Hybrid i18n with Next and Astro (part 3)

Cover image

In this series, I relate my quest for the perfect internationalization system (i18n) for hybrid frameworks, namely Next.js and Astro. This story involves nasty technical concepts, but also teapots 🫖, so it's probably worth the read.

The end goal is to improve the Devographics translation system, which powers the State of JavaScript, CSS, HTML, React and GraphQL surveys. It is used both by the Next.js survey app and the new Astro results app which is not released yet.

You are reading the third part of this series. You can read part 1, "Tokens are all you need", here. Part 2, "Server Components, we have a deeply nested problem" is available there.

From tokens to token expressions

In the previous article, we have dealt with translations in Server Components. Let's head back to the browser.

We still need Client Components

Ideally, all translated texts should be rendered by server components. With server components, unused tokens stay on the server and never reach the client.

But that's not feasible in real life. In a non-trivial app, some translations will cross the "client boundary". To rephrase, translated texts are leaves in the component tree, and in React, leaves can't always be server components, many will have to be client components.

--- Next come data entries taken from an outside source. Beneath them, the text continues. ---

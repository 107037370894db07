#![forbid(unsafe_code)]
//! spfcheck_lib — résolution récursive des enregistrements SPF

#[macro_use]
mod logging;

pub mod dns;
pub mod net;
pub mod spf;

pub use dns::{DnsResolver, DnsValue, RecordType, ResolutionError, ResolverOptions};
#[cfg(feature = "with-dns")]
pub use dns::SystemResolver;
pub use net::{IpAddress, IpFamily, IpNetwork, NetError, contains, mask, parse_cidr};
pub use spf::{
    DEFAULT_MAX_DEPTH, MalformedReason, ResolverErrorPolicy, SpfAction, SpfEntry, SpfError,
    SpfIpAddress, SpfIpNetwork, SpfIssue, SpfOptions, SpfPrefix, SpfRecord, parse_record,
    resolve_with_resolver,
};
#[cfg(feature = "with-dns")]
pub use spf::{resolve_spf, resolve_spf_with_options};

In this schema, LikeButton and Links are client components that may render translated text. They live beyond the "client boundary", so they can't use server components down the tree.

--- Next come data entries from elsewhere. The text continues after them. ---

use std::fmt;

use crate::net::IpAddress;

#[cfg_attr(feature = "with-serde", derive(serde::Serialize, serde::Deserialize))]
#[derive(Debug, Clone, Copy, PartialEq, Eq, Hash)]
pub enum RecordType {
    A,
    Aaaa,
    Mx,
    Cname,
    Txt,
}

impl fmt::Display for RecordType {
    fn fmt(&self, f: &mut fmt::Formatter<'_>) -> fmt::Result {
        let label = match self {
            Self::A => "A",
            Self::Aaaa => "AAAA",
            Self::Mx => "MX",
            Self::Cname => "CNAME",
            Self::Txt => "TXT",
        };
        f.write_str(label)
    }
}

/// One decoded answer: an address (A/AAAA), a target name (MX/CNAME) or the
/// concatenated strings of a TXT record.
#[cfg_attr(feature = "with-serde", derive(serde::Serialize, serde::Deserialize))]
#[derive(Debug, Clone, PartialEq, Eq)]
pub enum DnsValue {
    Address(IpAddress),
    Name(String),
    Text(String),
}

impl DnsValue {
    pub fn into_address(self) -> Option<IpAddress> {
        match self {
            Self::Address(address) => Some(address),
            _ => None,
        }
    }

    pub fn into_name(self) -> Option<String> {
        match self {
            Self::Name(name) => Some(name),
            _ => None,
        }
    }

    pub fn into_text(self) -> Option<String> {
        match self {
            Self::Text(text) => Some(text),
            _ => None,
        }
    }
}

A tree showing client components at the leaves

Illustration taken from Next.js Learn tutorial

This means we do need a strategy to send translation tokens to the browser.

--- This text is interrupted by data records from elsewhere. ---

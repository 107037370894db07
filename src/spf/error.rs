use std::fmt;

use thiserror::Error;

use crate::dns::ResolutionError;

/// Errors raised while resolving an SPF policy.
#[derive(Debug, Error)]
pub enum SpfError {
    #[error("domain is empty")]
    EmptyDomain,
    #[error("domain IDNA conversion failed")]
    IdnaConversion {
        #[source]
        source: idna::Errors,
    },
    #[error("malformed SPF record ({reason}): {record}")]
    Malformed {
        record: String,
        reason: MalformedReason,
    },
    #[error(transparent)]
    Resolution(#[from] ResolutionError),
}

#[cfg_attr(feature = "with-serde", derive(serde::Serialize, serde::Deserialize))]
#[derive(Debug, Clone, PartialEq, Eq)]
pub enum MalformedReason {
    TooFewTokens,
    InvalidVersion { version: Option<String> },
}

impl fmt::Display for MalformedReason {
    fn fmt(&self, f: &mut fmt::Formatter<'_>) -> fmt::Result {
        match self {
            Self::TooFewTokens => f.write_str("too few tokens"),
            Self::InvalidVersion { version: Some(version) } => {
                write!(f, "unsupported version {version}")
            }
            Self::InvalidVersion { version: None } => f.write_str("missing version"),
        }
    }
}

impl SpfError {
    pub(crate) fn idna(source: idna::Errors) -> Self {
        Self::IdnaConversion { source }
    }

    pub(crate) fn malformed(record: impl Into<String>, reason: MalformedReason) -> Self {
        Self::Malformed {
            record: record.into(),
            reason,
        }
    }
}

Since you can pass rendered Server Components to client components props or rely on interleaving, in theory, you could actually stick to server components only. It would be difficult though and I feel like the benefits would be limited.

Extract and filter tokens from client components

In the first part of this series, we mentioned that loading too many translations in the browser was a common problem with internationalization.

We can't just send the full dictionary of translations. It weighs dozens of kilobytes, and may take hundreds of milliseconds to load! We must filter tokens that are actually used by client components in the current page.

To get past this issue, we need two steps:

Extract a list of the tokens used by each client component for a given page
Filter the dictionary fetched server-side, so we send only relevant tokens to the client.

First step could be as simple as exporting a list of required tokens from each client component.

// in ClientComponent.tsx
// Only the token "home.title" is sent to the browser
"use client";
function ClientComponent() {
  return (
    <button onClick={doSomething}>
      <T token="home.title" />
    </button>
  );
}
export const tokens = ["home.title"];

Second step is just a matter of using this list of tokens.

// /some-page/page.tsx
// Get the full dictionary server-side
// and keep only tokens that are relevant
// for current page
import { tokens, ClientComponent } from "./ClientComponent";
async function SomePage() {
  const dictionary = await loadDictionary(currentLanguage);
  const clientDictionary = filter(dictionary, tokens);
  return (
    <I18nContext dict={clientDictionary}>
      <ClientComponent />
    </I18nContext>
  );
}

Great, we are done! We are done, right? Right? Someone?

No we're not, for a good reason, and a bad reason.

Let's start with the good one: dynamicness of the keys. The bad one (Next being mean with us) will be the topic of the next article of this series.

What happens when keys are dynamic

Translations keys are constant strings, like home.title, which lets us retrieve the translated text "Welcome home" | "Mi casa es tu casa".

But in Devographics apps, many of our tokens are actually dynamic and depend on the current survey: State of JS 2023, State of CSS 2021 etc.

Instead of "home.title" , a token may be ${surveyId}.home.title, relying on a variable surveyId.

During render, we need to inject the right surveyId to get the final key, for instance html2023.home.title.

Then we render the correct translated text for this survey: "Welcome to the State of HTML 2023 edition" | "Mi HTML survey es tu HTML survey".

This is a big problem, because it makes it much harder to list our tokens.

// in ClientComponent.tsx
export const tokens = [
  // ✅ OK just a string
  "home.title",
  // ❌ BAD we don't know "surveyId" statically!
  `${surveyId}.home.title`,
];

🎶 Clap along if you feel / like bundle magic is powerless 🎶

I'd like to stress out that we are talking about translation keys, not values.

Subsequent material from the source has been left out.